Pesona warna-warni yang ditunjukkan Gurun
Danakil sendiri tercipta dari sebuah pertemuan lempeng tektonik yang sangat aktif
bernama Afar Triple Junction. Afar Triple Junction ini merupakan pertemuan
retakan tiga lempeng tektonik yang memotong wilayah Ethiopia, Eritrea, dan
Djibouti. Retakan ini masih terus aktif hingga saat ini. Saking aktif dan
besarnya, Gurun Danakil diprediksikan tenggelam menjadi samudera pada sepuluh
juta tahun ke depan.
Dampak dari lempengan ini juga membuat salah
satu sudut di Gurun Danakil memiliki kandungan garam yang tinggi. Kandungan
garam ini terbentuk dikarenakan karena adanya lempengan tektonik yang berasal
dari Afar Triple Junction. Kawasan Afrika sendiri merupakan wilayah yang banyak
memiliki gunung berapi aktif. Gunung api inilah yang sering mengeluarkan magma
aktif pada jutaan tahun lalu yang kemudian membeku.

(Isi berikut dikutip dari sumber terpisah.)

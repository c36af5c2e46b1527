/// Cubes Terminal - three rotating cubes rendered in the terminal
///
/// Controls:
///   - S: Save the current frame as screencapture-<W>x<H>.png
///   - Q/ESC: Quit
use anyhow::{Context, Result};
use clap::{Parser, Subcommand};
use cubes_core::capture::save_screenshot;
use cubes_core::{DisplaySize, Rasterizer, SceneConfig, Stage};
use cubes_terminal::{TerminalApp, TerminalOptions};
use std::fs::File;
use std::path::{Path, PathBuf};

#[derive(Parser, Debug)]
#[command(name = "cubes-terminal", about = "Three rotating cubes with frame capture")]
struct Cli {
    /// Scene config in TOML; built-in scene when omitted
    #[arg(long)]
    config: Option<PathBuf>,

    /// Drawing-buffer pixels per displayed pixel
    #[arg(long, default_value_t = 1.0)]
    pixel_ratio: f64,

    /// Target frames per second
    #[arg(long, default_value_t = 30)]
    fps: u32,

    /// Directory screenshots are written to
    #[arg(long, default_value = ".")]
    out_dir: PathBuf,

    /// Log file used while the terminal renderer owns the screen
    #[arg(long, default_value = "cubes-terminal.log")]
    log_file: PathBuf,

    #[command(subcommand)]
    command: Option<Command>,
}

#[derive(Subcommand, Debug)]
enum Command {
    /// Render a single frame without a terminal and save it as PNG
    Snapshot {
        /// Animation time in seconds
        #[arg(long, default_value_t = 0.0)]
        time: f64,
        /// Displayed width
        #[arg(long, default_value_t = 300.0)]
        width: f64,
        /// Displayed height
        #[arg(long, default_value_t = 150.0)]
        height: f64,
    },
}

impl Cli {
    /// Where log records go: a file while frames are drawn to the terminal,
    /// stderr for `snapshot`.
    fn log_target(&self) -> Option<&Path> {
        match self.command {
            Some(Command::Snapshot { .. }) => None,
            None => Some(&self.log_file),
        }
    }
}

fn init_logging(log_file: Option<&Path>) -> Result<()> {
    let mut builder = env_logger::Builder::from_default_env();
    if let Some(path) = log_file {
        let file = File::create(path)
            .with_context(|| format!("failed to open log file {}", path.display()))?;
        builder.target(env_logger::Target::Pipe(Box::new(file)));
    }
    builder.init();
    Ok(())
}

fn main() -> Result<()> {
    let cli = Cli::parse();
    init_logging(cli.log_target())?;

    let config = match &cli.config {
        Some(path) => SceneConfig::load(path)
            .with_context(|| format!("failed to load scene config {}", path.display()))?,
        None => SceneConfig::default(),
    };

    match cli.command {
        Some(Command::Snapshot { time, width, height }) => {
            let mut stage = Stage::new(&config);
            let mut raster = Rasterizer::new(DisplaySize::new(width, height, cli.pixel_ratio));
            stage
                .frame(time * 1000.0, &mut raster)
                .unwrap_or_else(|never| match never {});

            let path = save_screenshot(raster.frame(), &cli.out_dir)
                .context("failed to save snapshot")?;
            println!("{}", path.display());
        }
        None => {
            log::info!("starting terminal renderer");
            let options = TerminalOptions {
                pixel_ratio: cli.pixel_ratio,
                target_fps: cli.fps,
                out_dir: cli.out_dir,
            };
            let mut app =
                TerminalApp::new(&config, options).context("failed to query terminal size")?;
            app.run().context("terminal renderer failed")?;
        }
    }

    Ok(())
}

#[cfg(test)]
mod tests {
    use super::*;
    use clap::CommandFactory;

    #[test]
    fn test_cli_definition() {
        Cli::command().debug_assert();
    }

    #[test]
    fn test_interactive_logs_to_file() {
        let cli = Cli::parse_from(["cubes-terminal"]);
        assert_eq!(cli.log_target(), Some(Path::new("cubes-terminal.log")));

        let cli = Cli::parse_from(["cubes-terminal", "--log-file", "/tmp/cubes.log"]);
        assert_eq!(cli.log_target(), Some(Path::new("/tmp/cubes.log")));
    }

    #[test]
    fn test_snapshot_logs_to_stderr() {
        let cli = Cli::parse_from(["cubes-terminal", "snapshot", "--time", "1.5"]);
        assert_eq!(cli.log_target(), None);
    }
}
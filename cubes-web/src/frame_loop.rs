/// `requestAnimationFrame` loop with a stop hook
use std::cell::{Cell, RefCell};
use std::rc::Rc;
use wasm_bindgen::{closure::Closure, JsCast, JsValue};
use web_sys::Window;

type FrameCallback = Rc<RefCell<Option<Closure<dyn FnMut(f64)>>>>;

/// A `requestAnimationFrame` loop that keeps rescheduling itself until
/// stopped, dropped, or its callback returns `false`.
pub struct FrameLoop {
    window: Window,
    pending: Rc<Cell<Option<i32>>>,
    stopped: Rc<Cell<bool>>,
    callback: FrameCallback,
}

impl FrameLoop {
    /// Schedule `on_frame` for the next refresh. It receives the
    /// refresh timestamp in milliseconds.
    pub fn start<F>(window: Window, mut on_frame: F) -> Result<Self, JsValue>
    where
        F: FnMut(f64) -> bool + 'static,
    {
        // The closure reschedules itself, so it needs a handle to its own
        // slot. The cycle is broken when the loop is dropped.
        let callback: FrameCallback = Rc::new(RefCell::new(None));
        let pending = Rc::new(Cell::new(None));
        let stopped = Rc::new(Cell::new(false));

        let slot = callback.clone();
        let next = pending.clone();
        let halted = stopped.clone();
        let win = window.clone();
        *callback.borrow_mut() = Some(Closure::wrap(Box::new(move |timestamp: f64| {
            next.set(None);
            if halted.get() {
                return;
            }
            if !on_frame(timestamp) {
                log::info!("frame loop stopped by its callback");
                halted.set(true);
                return;
            }
            if halted.get() {
                return;
            }

            // schedule next
            let slot = slot.borrow();
            let Some(closure) = slot.as_ref() else {
                return;
            };
            match win.request_animation_frame(closure.as_ref().unchecked_ref()) {
                Ok(id) => next.set(Some(id)),
                Err(err) => log::error!("failed to schedule frame: {err:?}"),
            }
        }) as Box<dyn FnMut(f64)>));

        let id = {
            let slot = callback.borrow();
            let closure = slot.as_ref().ok_or("frame callback missing")?;
            window.request_animation_frame(closure.as_ref().unchecked_ref())?
        };
        pending.set(Some(id));

        Ok(Self {
            window,
            pending,
            stopped,
            callback,
        })
    }

    /// Cancel the scheduled frame, if any. The loop does not resume.
    pub fn stop(&self) {
        self.stopped.set(true);
        if let Some(id) = self.pending.take() {
            if let Err(err) = self.window.cancel_animation_frame(id) {
                log::error!("failed to cancel frame: {err:?}");
            }
        }
    }

    pub fn is_running(&self) -> bool {
        !self.stopped.get()
    }
}

impl Drop for FrameLoop {
    fn drop(&mut self) {
        self.stop();
        self.callback.borrow_mut().take();
    }
}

Saat magma mulai menembus kerak bumi, benda ini
pun memecah Semenanjung Arab dari Afrika yang kemudian menciptakan Laut Tengah
dan Teluk Aden. Saat magma mendingin, benda ini kemudian memadat dan tenggelam.
30 ribu tahun lalu, sebagian wilayah Afar yang terbentuk dari magma ini kemudian
dibanjiri oleh Laut Merah. Setiap aliran dari laut inilah yang kemudian menguap
dan membeku. Garam yang membeku inilah yang kemudian membentuk danau di wilayah
Gurun Danakil.
Rentetan peristiwa alam yang membentuk Gurun
Danakil ini juga menciptakan sebuah kawah-kawah belerang yang memiliki
ketebalan permukaan mencapai 2 km. Kawah belerang inilah yang kemudian menjadi
daya tarik wisatawan karena pemandangannya bagaikan pantulan cermin yang memesona.
Saat malam hari pun, para wisatawan juga dimanjakan dengan panorama kawah api
abadi yang terdapat di Gurun Danakil.
Sumber: atlasofhumanity.com |
Garam sebagai
Komoditas Perdagangan
Sebagai wilayah yang memiliki suhu harian yang
mencapai 50 derajat celcius, ketinggian 155 meter di bawah permukaan laut, dan
curah hujan rendah dengan kisaran 100-200 mm per tahunnya, Gurun Danakil
menjadi sebuah tempat yang tak layak dihuni manusia. Banyak media asing yang
menyebutkan bahwa tempat ini sama halnya dengan tempat tinggal alien. Meski
begitu, ternyata gurun ini masih ditempati oleh sekumpulan orang yang dikenal dengan
Suku Afar.
Orang-orang Suku Afar telah
menghuni Gurun Danakil ini selama berabad-abad lamanya. Mereka bertahan hidup dengan cara
menyuling garam dari danau yang ada di kawasan tersebut. Mereka menambang garam
dan mengangkutnya dengan unta. Kemudian mereka mengantarkan garam-garam
tersebut untuk dijual ke kota terdekat yang memakan waktu perjalanan selama dua
hingga tiga hari lamanya.
Garam-garam ini dipecahkan ke dalam blok-blok
garam yang lebih kecil. Fokolo (ekstraktor) dan Edele (pemotong)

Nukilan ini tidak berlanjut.